Por Marcus Geandré N. Ramiro
Passamos por um momento
em todos exigem ser ouvidos em
suas opiniões, mas, ao exercer
este direito, percebe-se que,
muitas vezes, é dado mais valor
em querer fazer o outro se calar
do que derrubar, por meio de
bons argumentos, aquilo que
motivou a vontade inicial de se
manifestar. A superficialidade de
muitas das discussões nos apresenta um repertório – não raras as vezes – de opiniões sem
fundamento, quando não se
concorda com o que foi dito,
mas não se tem razões concretas para contra-atacar aquela
opinião; entretanto, mesmo sem
argumentos contrários, a ideia
é não deixar o outro se manifestar.
Nesta linha de pensamento,
chamamos a atenção para uma
forte tentativa de se fazer calar
a opinião de alguns grupos sociais, principalmente os religiosos, a partir da bandeira do Estado laico, como se a não adoção de uma religião oficial pelo
Estado fosse fundamento para
que tais grupos sociais não possam manifestar suas opiniões
como qualquer outro grupo.
Por isso, há que se compreender bem este conceito.

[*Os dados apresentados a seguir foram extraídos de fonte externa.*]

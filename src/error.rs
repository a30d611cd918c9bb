//! Error types for the nail-biting detection library.

use thiserror::Error;

/// Main error type for the library
#[derive(Error, Debug)]
pub enum Error {
    /// `OpenCV` operation failed
    #[error("OpenCV error: {0}")]
    OpenCV(#[from] opencv::Error),

    /// `ONNX` Runtime inference failed
    #[error("ONNX Runtime error: {0}")]
    OnnxRuntime(#[from] ort::OrtError),

    /// File I/O operation failed
    #[error("IO error: {0}")]
    Io(#[from] std::io::Error),

    /// Invalid input parameters provided
    #[error("Invalid input: {0}")]
    InvalidInput(String),

    /// Model input configuration error
    #[error("Model input error: {0}")]
    ModelInputError(String),

    /// Model output processing error
    #[error("Model output error: {0}")]
    ModelOutputError(String),

    /// Model data shape or format error
    #[error("Model data format error: {0}")]
    ModelDataFormatError(String),

    /// Video capture device could not be opened or read
    #[error("Video capture error: {0}")]
    VideoCapture(String),

    /// Configuration error
    #[error("Configuration error: {0}")]
    ConfigError(String),
}

/// Convenience type alias for Results with our Error type
pub type Result<T> = std::result::Result<T, Error>;
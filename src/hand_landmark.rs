//! Hand landmark detection using ONNX Runtime.
//!
//! Runs on a square hand crop and reports the 21-point hand skeleton
//! normalized to the crop, a hand-presence score, and which hand it is.

use crate::constants::{HAND_LANDMARK_INPUT_SIZE, NUM_HAND_LANDMARKS};
use crate::events::Handedness;
use crate::geometry::{FingerTip, Landmark};
use crate::utils::tensor::{image_tensor, TensorLayout};
use crate::Result;
use ndarray::CowArray;
use opencv::core::Mat;
use ort::{Environment, Session, Value};
use std::path::Path;
use std::sync::Arc;

/// Coordinates per hand landmark in the raw model output (x, y, z)
const COORDS_PER_LANDMARK: usize = 3;

/// Handedness decision boundary on the sigmoid output
const HANDEDNESS_MIDPOINT: f32 = 0.5;

/// A detected hand skeleton
#[derive(Debug, Clone)]
pub struct HandLandmarks {
    /// 21 landmarks normalized to `[0, 1]` of the hand crop
    pub landmarks: Vec<Landmark>,
    /// Hand-presence confidence
    pub presence: f32,
    /// Which hand the detector believes this is (image-frame convention)
    pub handedness: Handedness,
    /// Raw handedness confidence for the reported side
    pub handedness_score: f32,
}

impl HandLandmarks {
    /// The five fingertip landmarks in thumb-to-pinky order
    #[must_use]
    pub fn fingertips(&self) -> Vec<(FingerTip, Landmark)> {
        FingerTip::ALL
            .iter()
            .filter_map(|&tip| self.landmarks.get(tip.landmark_index()).map(|&lm| (tip, lm)))
            .collect()
    }
}

/// Hand landmark detector
pub struct HandLandmarkDetector {
    session: Session,
    input_size: i32,
}

impl HandLandmarkDetector {
    /// Create a new hand landmark detector from an ONNX model file
    ///
    /// # Errors
    ///
    /// Returns an error if the model cannot be loaded or has an unexpected
    /// structure.
    pub fn new<P: AsRef<Path>>(model_path: P) -> Result<Self> {
        log::info!(
            "Initializing HandLandmarkDetector with model: {}",
            model_path.as_ref().display()
        );
        let environment = Arc::new(
            Environment::builder()
                .with_name("hand_landmarks")
                .with_log_level(ort::LoggingLevel::Warning)
                .build()?,
        );

        let session = ort::SessionBuilder::new(&environment)?
            .with_optimization_level(ort::GraphOptimizationLevel::Level3)?
            .with_model_from_file(model_path)?;

        if session.outputs.len() < 3 {
            return Err(crate::error::Error::ModelOutputError(
                "Hand landmark model must output landmarks, presence and handedness".to_string(),
            ));
        }

        Ok(Self {
            session,
            input_size: HAND_LANDMARK_INPUT_SIZE,
        })
    }

    /// Detect hand landmarks in a square hand crop
    ///
    /// # Errors
    ///
    /// Returns an error if preprocessing, inference, or output extraction
    /// fails.
    #[allow(clippy::cast_precision_loss)]
    pub fn detect(&self, hand_roi: &Mat) -> Result<HandLandmarks> {
        let inputs = image_tensor(hand_roi, self.input_size, 0.0, 255.0, TensorLayout::Nhwc)?;

        let cow_array = CowArray::from(inputs.into_dyn());
        let input_tensor = Value::from_array(self.session.allocator(), &cow_array)?;
        let outputs = self.session.run(vec![input_tensor])?;

        let marks_output = outputs[0].try_extract::<f32>()?;
        let marks_view = marks_output.view();
        let marks = marks_view
            .as_slice()
            .ok_or_else(|| crate::error::Error::ModelOutputError("Landmark output not contiguous".to_string()))?;

        let expected = NUM_HAND_LANDMARKS * COORDS_PER_LANDMARK;
        if marks.len() < expected {
            return Err(crate::error::Error::ModelDataFormatError(format!(
                "Expected {expected} landmark values, model produced {}",
                marks.len()
            )));
        }

        let presence = Self::scalar_output(&outputs, 1, "hand presence score")?;
        let handedness_prob = crate::anchors::score_sigmoid(Self::scalar_output(&outputs, 2, "handedness score")?);

        let (handedness, handedness_score) = if handedness_prob > HANDEDNESS_MIDPOINT {
            (Handedness::Right, handedness_prob)
        } else {
            (Handedness::Left, 1.0 - handedness_prob)
        };

        let scale = self.input_size as f32;
        let landmarks = (0..NUM_HAND_LANDMARKS)
            .map(|i| {
                let base = i * COORDS_PER_LANDMARK;
                Landmark::new(marks[base] / scale, marks[base + 1] / scale)
            })
            .collect();

        Ok(HandLandmarks {
            landmarks,
            presence: crate::anchors::score_sigmoid(presence),
            handedness,
            handedness_score,
        })
    }

    fn scalar_output(outputs: &[Value], index: usize, what: &str) -> Result<f32> {
        let tensor = outputs[index].try_extract::<f32>()?;
        let view = tensor.view();
        view.as_slice()
            .and_then(<[f32]>::first)
            .copied()
            .ok_or_else(|| crate::error::Error::ModelOutputError(format!("Missing {what}")))
    }
}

No artigo 5º da Constituição
de 1824 encontrava-se a disposição de que “a religião Catholica Apostólica Romana continuará a ser a Religião do Império. Todas as outras religiões
serão permitidas com seu culto
doméstico, ou particular, em
casas para isso destinadas, sem
forma alguma exterior de Templo”.
Entretanto, desde a Constituição de 1891 já há a determinação de que o Estado brasileiro é laico, ou seja, sem religião
oficial e sem princípios religiosos que devam ser obrigatoriamente seguidos pelo mesmo:
“Art. 72 §3º) Todos os indivídu-
os e confissões religiosas podem
exercer pública e livremente o seu
culto, associando-se para esse fim
e adquirindo bens, observadas as
disposições do direito comum.”
No mesmo sentido, o artigo 5º,
inciso VI da CF/88, trouxe que “é
inviolável a liberdade de consciência e de crença, sendo assegurado
o livre exercício dos cultos religiosos e garantida, na forma da lei, a
proteção aos locais de culto e a
suas liturgias”.
Note-se bem que a intenção do
texto constitucional é justamente
dar ao cidadão brasileiro a liberdade de crença e culto, podendo
este nortear sua vida pessoal, profissional, a educação de seus filhos
por aquilo que, nessa liberdade, ele
acredita ser o correto na dimensão
espiritual. Neste sentido, como
bem salienta Celso Ribeiro Bastos,
a religião não pode, da mesma
maneira que acontece com as demais liberdades de pensamento,
somente ser vista a partir de sua
dimensão espiritual; a religião vai
procurar necessariamente uma forma de externação. Pensar que o
culto se limita somente às paredes
do templo é realmente desconhecer a natureza das religiões, que
em sua maioria exigem que aquilo
que é pregado e pactuado no ato
litúrgico seja convertido em ações
no “mundo externo” por parte do
fiel. Caso o texto constitucional
não seja interpretado desta maneira, acabamos por retornar à Constituição Imperial onde havia a liberdade de crença, mas não a liberdade de culto.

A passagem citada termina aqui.